What the exercise asks.
Each record should be reproduced exactly.

=======

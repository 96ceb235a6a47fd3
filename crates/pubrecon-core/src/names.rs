//! Author name variants and author-list lookup.

use crate::model::{AuthorName, AuthorPosition, ResidentRecord};

/// A personal name split into first, middle and last parts.
#[derive(Debug, Clone, PartialEq, Eq)]
pub struct NameParts {
    pub first: String,
    pub middle: Option<String>,
    pub last: String,
}

impl NameParts {
    /// Split on whitespace: first token, last token, everything between is
    /// the middle name. Returns `None` for fewer than two tokens.
    pub fn split(full_name: &str) -> Option<Self> {
        let tokens: Vec<&str> = full_name.split_whitespace().collect();
        if tokens.len() < 2 {
            return None;
        }
        let middle = (tokens.len() > 2).then(|| tokens[1..tokens.len() - 1].join(" "));
        Some(Self {
            first: tokens[0].to_string(),
            middle,
            last: tokens[tokens.len() - 1].to_string(),
        })
    }
}

fn initial(s: &str) -> Option<char> {
    s.chars().next().map(|c| c.to_ascii_uppercase())
}

/// Spellings under which an author may be indexed by literature databases.
///
/// `Jane Marie Doe` yields `Doe J`, `Doe, J.`, `Jane Doe`, `J. Doe`,
/// `Doe, Jane`, `JDoe` and the middle-name forms `Doe JM`, `Doe, J.M.`,
/// `Jane Marie Doe`, `Jane M. Doe`, `J.M. Doe`, `J. M. Doe`,
/// `Doe, Jane Marie`. A single-token name yields only itself.
pub fn name_variants(full_name: &str) -> Vec<String> {
    let Some(parts) = NameParts::split(full_name) else {
        let trimmed = full_name.trim();
        return if trimmed.is_empty() {
            Vec::new()
        } else {
            vec![trimmed.to_string()]
        };
    };

    let NameParts { first, middle, last } = &parts;
    let Some(fi) = initial(first) else {
        return Vec::new();
    };

    let mut variants = vec![
        format!("{last} {fi}"),
        format!("{last}, {fi}."),
        format!("{first} {last}"),
        format!("{fi}. {last}"),
        format!("{last}, {first}"),
        format!("{fi}{last}"),
    ];

    if let Some(middle) = middle {
        if let Some(mi) = initial(middle) {
            variants.extend([
                format!("{last} {fi}{mi}"),
                format!("{last}, {fi}.{mi}."),
                format!("{first} {middle} {last}"),
                format!("{first} {mi}. {last}"),
                format!("{fi}.{mi}. {last}"),
                format!("{fi}. {mi}. {last}"),
                format!("{last}, {first} {middle}"),
            ]);
        }
    }

    variants
}

fn middle_initial_of(author: &AuthorName) -> Option<char> {
    // "Jane M" style fore names carry the middle initial as a second token
    let from_fore = author
        .fore_name
        .as_deref()
        .and_then(|f| f.split_whitespace().nth(1))
        .and_then(initial);
    from_fore.or_else(|| {
        author
            .initials
            .as_deref()
            .and_then(|i| i.chars().filter(|c| c.is_alphabetic()).nth(1))
            .map(|c| c.to_ascii_uppercase())
    })
}

/// Index of `resident` within `authors`.
///
/// First and last names must agree case-insensitively (the first token of
/// the listed fore name is used). Middle initials must agree only when both
/// sides have one.
pub fn find_in_author_list(resident: &ResidentRecord, authors: &[AuthorName]) -> Option<usize> {
    let first = resident.first_name.trim().to_lowercase();
    let last = resident.last_name.trim().to_lowercase();
    let resident_mi = resident.middle_name.as_deref().and_then(initial);

    authors.iter().position(|author| {
        let author_first = author
            .fore_name
            .as_deref()
            .and_then(|f| f.split_whitespace().next())
            .unwrap_or("")
            .to_lowercase();
        let author_last = author.last_name.as_deref().unwrap_or("").trim().to_lowercase();

        let mi_match = match (resident_mi, middle_initial_of(author)) {
            (Some(a), Some(b)) => a == b,
            _ => true,
        };
        author_first == first && author_last == last && mi_match
    })
}

/// Position of `resident` within `authors`, if listed.
pub fn authorship(resident: &ResidentRecord, authors: &[AuthorName]) -> Option<AuthorPosition> {
    find_in_author_list(resident, authors).map(|i| AuthorPosition::from_index(i, authors.len()))
}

=======

Output of the exercise.
repository 96ceb235a6a47fd3
filename crates/pubrecon-core/src/names.rs
//! Author name variants and author-list lookup.

use crate::model::{AuthorName, AuthorPosition, ResidentRecord};

/// A personal name split into first, middle and last parts.
#[derive(Debug, Clone, PartialEq, Eq)]
pub struct NameParts {
    pub first: String,
    pub middle: Option<String>,
    pub last: String,
}

impl NameParts {
    /// Split on whitespace: first token, last token, everything between is
    /// the middle name. Returns `None` for fewer than two tokens.
    pub fn split(full_name: &str) -> Option<Self> {
        let tokens: Vec<&str> = full_name.split_whitespace().collect();
        if tokens.len() < 2 {
            return None;
        }
        let middle = (tokens.len() > 2).then(|| tokens[1..tokens.len() - 1].join(" "));
        Some(Self {
            first: tokens[0].to_string(),
            middle,
            last: tokens[tokens.len() - 1].to_string(),
        })
    }
}

fn initial(s: &str) -> Option<char> {
    s.chars().next().map(|c| c.to_ascii_uppercase())
}

/// Spellings under which an author may be indexed by literature databases.
///
/// `Jane Marie Doe` yields `Doe J`, `Doe, J.`, `Jane Doe`, `J. Doe`,
/// `Doe, Jane`, `JDoe` and the middle-name forms `Doe JM`, `Doe, J.M.`,
/// `Jane Marie Doe`, `Jane M. Doe`, `J.M. Doe`, `J. M. Doe`,
/// `Doe, Jane Marie`. A single-token name yields only itself.
pub fn name_variants(full_name: &str) -> Vec<String> {
    let Some(parts) = NameParts::split(full_name) else {
        let trimmed = full_name.trim();
        return if trimmed.is_empty() {
            Vec::new()
        } else {
            vec![trimmed.to_string()]
        };
    };

    let NameParts { first, middle, last } = &parts;
    let Some(fi) = initial(first) else {
        return Vec::new();
    };

    let mut variants = vec![
        format!("{last} {fi}"),
        format!("{last}, {fi}."),
        format!("{first} {last}"),
        format!("{fi}. {last}"),
        format!("{last}, {first}"),
        format!("{fi}{last}"),
    ];

    if let Some(middle) = middle {
        if let Some(mi) = initial(middle) {
            variants.extend([
                format!("{last} {fi}{mi}"),
                format!("{last}, {fi}.{mi}."),
                format!("{first} {middle} {last}"),
                format!("{first} {mi}. {last}"),
                format!("{fi}.{mi}. {last}"),
                format!("{fi}. {mi}. {last}"),
                format!("{last}, {first} {middle}"),
            ]);
        }
    }

    variants
}

fn middle_initial_of(author: &AuthorName) -> Option<char> {
    // "Jane M" style fore names carry the middle initial as a second token
    let from_fore = author
        .fore_name
        .as_deref()
        .and_then(|f| f.split_whitespace().nth(1))
        .and_then(initial);
    from_fore.or_else(|| {
        author
            .initials
            .as_deref()
            .and_then(|i| i.chars().filter(|c| c.is_alphabetic()).nth(1))
            .map(|c| c.to_ascii_uppercase())
    })
}

/// Index of `resident` within `authors`.
///
/// First and last names must agree case-insensitively (the first token of
/// the listed fore name is used). Middle initials must agree only when both
/// sides have one.
pub fn find_in_author_list(resident: &ResidentRecord, authors: &[AuthorName]) -> Option<usize> {
    let first = resident.first_name.trim().to_lowercase();
    let last = resident.last_name.trim().to_lowercase();
    let resident_mi = resident.middle_name.as_deref().and_then(initial);

    authors.iter().position(|author| {
        let author_first = author
            .fore_name
            .as_deref()
            .and_then(|f| f.split_whitespace().next())
            .unwrap_or("")
            .to_lowercase();
        let author_last = author.last_name.as_deref().unwrap_or("").trim().to_lowercase();

        let mi_match = match (resident_mi, middle_initial_of(author)) {
            (Some(a), Some(b)) => a == b,
            _ => true,
        };
        author_first == first && author_last == last && mi_match
    })
}

/// Position of `resident` within `authors`, if listed.
pub fn authorship(resident: &ResidentRecord, authors: &[AuthorName]) -> Option<AuthorPosition> {
    find_in_author_list(resident, authors).map(|i| AuthorPosition::from_index(i, authors.len()))
}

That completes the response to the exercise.